> **Records for this exercise**:
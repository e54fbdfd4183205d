//! Tweet endpoints: lookup, publishing, timelines, search, counts,
//! likes, retweets, quotes, hidden replies and bookmarks.

use birdwire_core::entities::{ActionStatus, Tweet, TweetCount, User};
use birdwire_core::{
    AuthMode, Cursor, EndpointSpec, Envelope, HttpClient, Method, Params, PathTemplate, Result,
};

use crate::client::{Client, Page};

/// `GET tweets/{id}`
pub const TWEET: EndpointSpec = EndpointSpec::new(
    "tweet",
    Method::Get,
    PathTemplate::new("tweets/{id}"),
    &[
        "expansions",
        "media.fields",
        "place.fields",
        "poll.fields",
        "tweet.fields",
        "user.fields",
    ],
    AuthMode::Unset,
);

/// `GET tweets`
pub const TWEETS: EndpointSpec = EndpointSpec::new(
    "tweets",
    Method::Get,
    PathTemplate::new("tweets"),
    &[
        "expansions",
        "ids",
        "media.fields",
        "place.fields",
        "poll.fields",
        "tweet.fields",
        "user.fields",
    ],
    AuthMode::Unset,
);

/// `POST tweets`
pub const CREATE_TWEET: EndpointSpec = EndpointSpec::new(
    "create_tweet",
    Method::Post,
    PathTemplate::new("tweets"),
    &[
        "direct_message_deep_link",
        "for_super_followers_only",
        "geo",
        "media",
        "poll",
        "quote_tweet_id",
        "reply",
        "reply_settings",
        "text",
    ],
    AuthMode::UserContext,
);

/// `DELETE tweets/{id}`
pub const DELETE_TWEET: EndpointSpec = EndpointSpec::new(
    "delete_tweet",
    Method::Delete,
    PathTemplate::new("tweets/{id}"),
    &[],
    AuthMode::UserContext,
);

const TIMELINE_PARAMS: &[&str] = &[
    "end_time",
    "exclude",
    "expansions",
    "max_results",
    "media.fields",
    "pagination_token",
    "place.fields",
    "poll.fields",
    "since_id",
    "start_time",
    "tweet.fields",
    "until_id",
    "user.fields",
];

/// `GET users/{id}/tweets`
pub const USER_TWEETS: EndpointSpec = EndpointSpec::new(
    "user_tweets",
    Method::Get,
    PathTemplate::new("users/{id}/tweets"),
    TIMELINE_PARAMS,
    AuthMode::Unset,
)
.paginated(Cursor::PaginationToken);

/// `GET users/{id}/mentions`
pub const USER_MENTIONS: EndpointSpec = EndpointSpec::new(
    "user_mentions",
    Method::Get,
    PathTemplate::new("users/{id}/mentions"),
    &[
        "end_time",
        "expansions",
        "max_results",
        "media.fields",
        "pagination_token",
        "place.fields",
        "poll.fields",
        "since_id",
        "start_time",
        "tweet.fields",
        "until_id",
        "user.fields",
    ],
    AuthMode::Unset,
)
.paginated(Cursor::PaginationToken);

/// `GET users/{id}/timelines/reverse_chronological`
pub const HOME_TIMELINE: EndpointSpec = EndpointSpec::new(
    "home_timeline",
    Method::Get,
    PathTemplate::new("users/{id}/timelines/reverse_chronological"),
    TIMELINE_PARAMS,
    AuthMode::UserContext,
)
.paginated(Cursor::PaginationToken);

const SEARCH_PARAMS: &[&str] = &[
    "end_time",
    "expansions",
    "max_results",
    "media.fields",
    "next_token",
    "place.fields",
    "poll.fields",
    "query",
    "since_id",
    "sort_order",
    "start_time",
    "tweet.fields",
    "until_id",
    "user.fields",
];

/// `GET tweets/search/recent`
pub const SEARCH_RECENT: EndpointSpec = EndpointSpec::new(
    "search_recent",
    Method::Get,
    PathTemplate::new("tweets/search/recent"),
    SEARCH_PARAMS,
    AuthMode::Unset,
)
.paginated(Cursor::NextToken);

/// `GET tweets/search/all` (academic access, app context only)
pub const SEARCH_ALL: EndpointSpec = EndpointSpec::new(
    "search_all",
    Method::Get,
    PathTemplate::new("tweets/search/all"),
    SEARCH_PARAMS,
    AuthMode::AppContext,
)
.paginated(Cursor::NextToken);

/// `GET tweets/counts/recent`
pub const COUNTS_RECENT: EndpointSpec = EndpointSpec::new(
    "counts_recent",
    Method::Get,
    PathTemplate::new("tweets/counts/recent"),
    &[
        "end_time",
        "granularity",
        "query",
        "since_id",
        "start_time",
        "until_id",
    ],
    AuthMode::AppContext,
);

/// `GET tweets/counts/all`
pub const COUNTS_ALL: EndpointSpec = EndpointSpec::new(
    "counts_all",
    Method::Get,
    PathTemplate::new("tweets/counts/all"),
    &[
        "end_time",
        "granularity",
        "next_token",
        "query",
        "since_id",
        "start_time",
        "until_id",
    ],
    AuthMode::AppContext,
)
.paginated(Cursor::NextToken);

const USERS_OF_TWEET_PARAMS: &[&str] = &[
    "expansions",
    "max_results",
    "pagination_token",
    "tweet.fields",
    "user.fields",
];

const TWEETS_PAGE_PARAMS: &[&str] = &[
    "expansions",
    "max_results",
    "media.fields",
    "pagination_token",
    "place.fields",
    "poll.fields",
    "tweet.fields",
    "user.fields",
];

/// `GET tweets/{id}/liking_users`
pub const LIKING_USERS: EndpointSpec = EndpointSpec::new(
    "liking_users",
    Method::Get,
    PathTemplate::new("tweets/{id}/liking_users"),
    USERS_OF_TWEET_PARAMS,
    AuthMode::Unset,
)
.paginated(Cursor::PaginationToken);

/// `GET users/{id}/liked_tweets`
pub const LIKED_TWEETS: EndpointSpec = EndpointSpec::new(
    "liked_tweets",
    Method::Get,
    PathTemplate::new("users/{id}/liked_tweets"),
    TWEETS_PAGE_PARAMS,
    AuthMode::Unset,
)
.paginated(Cursor::PaginationToken);

/// `POST users/{id}/likes`
pub const LIKE: EndpointSpec = EndpointSpec::new(
    "like",
    Method::Post,
    PathTemplate::new("users/{id}/likes"),
    &["tweet_id"],
    AuthMode::UserContext,
);

/// `DELETE users/{id}/likes/{tweet_id}`
pub const UNLIKE: EndpointSpec = EndpointSpec::new(
    "unlike",
    Method::Delete,
    PathTemplate::new("users/{id}/likes/{tweet_id}"),
    &[],
    AuthMode::UserContext,
);

/// `GET tweets/{id}/retweeted_by`
pub const RETWEETED_BY: EndpointSpec = EndpointSpec::new(
    "retweeted_by",
    Method::Get,
    PathTemplate::new("tweets/{id}/retweeted_by"),
    USERS_OF_TWEET_PARAMS,
    AuthMode::Unset,
)
.paginated(Cursor::PaginationToken);

/// `POST users/{id}/retweets`
pub const RETWEET: EndpointSpec = EndpointSpec::new(
    "retweet",
    Method::Post,
    PathTemplate::new("users/{id}/retweets"),
    &["tweet_id"],
    AuthMode::UserContext,
);

/// `DELETE users/{id}/retweets/{source_tweet_id}`
pub const UNRETWEET: EndpointSpec = EndpointSpec::new(
    "unretweet",
    Method::Delete,
    PathTemplate::new("users/{id}/retweets/{source_tweet_id}"),
    &[],
    AuthMode::UserContext,
);

/// `GET tweets/{id}/quote_tweets`
pub const QUOTE_TWEETS: EndpointSpec = EndpointSpec::new(
    "quote_tweets",
    Method::Get,
    PathTemplate::new("tweets/{id}/quote_tweets"),
    &[
        "exclude",
        "expansions",
        "max_results",
        "media.fields",
        "pagination_token",
        "place.fields",
        "poll.fields",
        "tweet.fields",
        "user.fields",
    ],
    AuthMode::Unset,
)
.paginated(Cursor::PaginationToken);

/// `PUT tweets/{id}/hidden`
pub const HIDE_REPLY: EndpointSpec = EndpointSpec::new(
    "hide_reply",
    Method::Put,
    PathTemplate::new("tweets/{id}/hidden"),
    &["hidden"],
    AuthMode::UserContext,
);

/// `GET users/{id}/bookmarks`
pub const BOOKMARKS: EndpointSpec = EndpointSpec::new(
    "bookmarks",
    Method::Get,
    PathTemplate::new("users/{id}/bookmarks"),
    TWEETS_PAGE_PARAMS,
    AuthMode::UserContext,
)
.paginated(Cursor::PaginationToken);

/// `POST users/{id}/bookmarks`
pub const BOOKMARK: EndpointSpec = EndpointSpec::new(
    "bookmark",
    Method::Post,
    PathTemplate::new("users/{id}/bookmarks"),
    &["tweet_id"],
    AuthMode::UserContext,
);

/// `DELETE users/{id}/bookmarks/{tweet_id}`
pub const REMOVE_BOOKMARK: EndpointSpec = EndpointSpec::new(
    "remove_bookmark",
    Method::Delete,
    PathTemplate::new("users/{id}/bookmarks/{tweet_id}"),
    &[],
    AuthMode::UserContext,
);

impl<C: HttpClient> Client<C> {
    /// A tweet by id.
    pub async fn tweet(&self, id: &str, params: Params) -> Result<Envelope<Tweet>> {
        self.call(&TWEET, &[id], &params).await
    }

    /// Tweets by ids (up to 100).
    pub async fn tweets(&self, ids: &[&str], params: Params) -> Result<Envelope<Vec<Tweet>>> {
        self.call(&TWEETS, &[], &params.with("ids", ids.to_vec()))
            .await
    }

    /// Publishes a tweet.
    ///
    /// `params` may carry `reply`, `poll`, `media`... as object values.
    pub async fn create_tweet(&self, text: &str, params: Params) -> Result<Envelope<Tweet>> {
        self.call(&CREATE_TWEET, &[], &params.with("text", text))
            .await
    }

    /// Deletes a tweet of the authenticated user.
    pub async fn delete_tweet(&self, id: &str) -> Result<Envelope<ActionStatus>> {
        self.call(&DELETE_TWEET, &[id], &Params::new()).await
    }

    /// Tweets posted by a user, most recent first.
    pub async fn user_tweets(&self, user_id: &str, params: Params) -> Result<Page<Tweet, C>> {
        self.call_paged(&USER_TWEETS, &[user_id], params).await
    }

    /// Tweets mentioning a user.
    pub async fn user_mentions(&self, user_id: &str, params: Params) -> Result<Page<Tweet, C>> {
        self.call_paged(&USER_MENTIONS, &[user_id], params).await
    }

    /// Home timeline of the authenticated user.
    pub async fn home_timeline(&self, params: Params) -> Result<Page<Tweet, C>> {
        let me = self.user_id()?;
        self.call_paged(&HOME_TIMELINE, &[me], params).await
    }

    /// Searches tweets of the last seven days.
    pub async fn search_recent(&self, query: &str, params: Params) -> Result<Page<Tweet, C>> {
        self.call_paged(&SEARCH_RECENT, &[], params.with("query", query))
            .await
    }

    /// Searches the full archive.
    pub async fn search_all(&self, query: &str, params: Params) -> Result<Page<Tweet, C>> {
        self.call_paged(&SEARCH_ALL, &[], params.with("query", query))
            .await
    }

    /// Tweet counts over the last seven days; `meta.total_tweet_count` holds the sum.
    pub async fn counts_recent(
        &self,
        query: &str,
        params: Params,
    ) -> Result<Envelope<Vec<TweetCount>>> {
        self.call(&COUNTS_RECENT, &[], &params.with("query", query))
            .await
    }

    /// Tweet counts over the full archive.
    pub async fn counts_all(&self, query: &str, params: Params) -> Result<Page<TweetCount, C>> {
        self.call_paged(&COUNTS_ALL, &[], params.with("query", query))
            .await
    }

    /// Users who liked a tweet.
    pub async fn liking_users(&self, tweet_id: &str, params: Params) -> Result<Page<User, C>> {
        self.call_paged(&LIKING_USERS, &[tweet_id], params).await
    }

    /// Tweets liked by a user.
    pub async fn liked_tweets(&self, user_id: &str, params: Params) -> Result<Page<Tweet, C>> {
        self.call_paged(&LIKED_TWEETS, &[user_id], params).await
    }

    /// Likes a tweet as the authenticated user.
    pub async fn like(&self, tweet_id: &str) -> Result<Envelope<ActionStatus>> {
        let me = self.user_id()?;
        self.call(&LIKE, &[me], &Params::new().with("tweet_id", tweet_id))
            .await
    }

    /// Removes a like of the authenticated user.
    pub async fn unlike(&self, tweet_id: &str) -> Result<Envelope<ActionStatus>> {
        let me = self.user_id()?;
        self.call(&UNLIKE, &[me, tweet_id], &Params::new()).await
    }

    /// Users who retweeted a tweet.
    pub async fn retweeted_by(&self, tweet_id: &str, params: Params) -> Result<Page<User, C>> {
        self.call_paged(&RETWEETED_BY, &[tweet_id], params).await
    }

    /// Retweets a tweet as the authenticated user.
    pub async fn retweet(&self, tweet_id: &str) -> Result<Envelope<ActionStatus>> {
        let me = self.user_id()?;
        self.call(&RETWEET, &[me], &Params::new().with("tweet_id", tweet_id))
            .await
    }

    /// Undoes a retweet of the authenticated user.
    pub async fn unretweet(&self, tweet_id: &str) -> Result<Envelope<ActionStatus>> {
        let me = self.user_id()?;
        self.call(&UNRETWEET, &[me, tweet_id], &Params::new()).await
    }

    /// Quote tweets of a tweet.
    pub async fn quote_tweets(&self, tweet_id: &str, params: Params) -> Result<Page<Tweet, C>> {
        self.call_paged(&QUOTE_TWEETS, &[tweet_id], params).await
    }

    /// Hides or unhides a reply to a conversation of the authenticated user.
    pub async fn hide_reply(&self, tweet_id: &str, hidden: bool) -> Result<Envelope<ActionStatus>> {
        self.call(&HIDE_REPLY, &[tweet_id], &Params::new().with("hidden", hidden))
            .await
    }

    /// Bookmarks of the authenticated user.
    pub async fn bookmarks(&self, params: Params) -> Result<Page<Tweet, C>> {
        let me = self.user_id()?;
        self.call_paged(&BOOKMARKS, &[me], params).await
    }

    /// Bookmarks a tweet.
    pub async fn bookmark(&self, tweet_id: &str) -> Result<Envelope<ActionStatus>> {
        let me = self.user_id()?;
        self.call(&BOOKMARK, &[me], &Params::new().with("tweet_id", tweet_id))
            .await
    }

    /// Removes a bookmark.
    pub async fn remove_bookmark(&self, tweet_id: &str) -> Result<Envelope<ActionStatus>> {
        let me = self.user_id()?;
        self.call(&REMOVE_BOOKMARK, &[me, tweet_id], &Params::new())
            .await
    }
}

> **How to complete this task**:
Which lines above include the word "full"? Pick them out and copy them.

> **Task result**:
    /// Searches the full archive.
    /// Tweet counts over the full archive.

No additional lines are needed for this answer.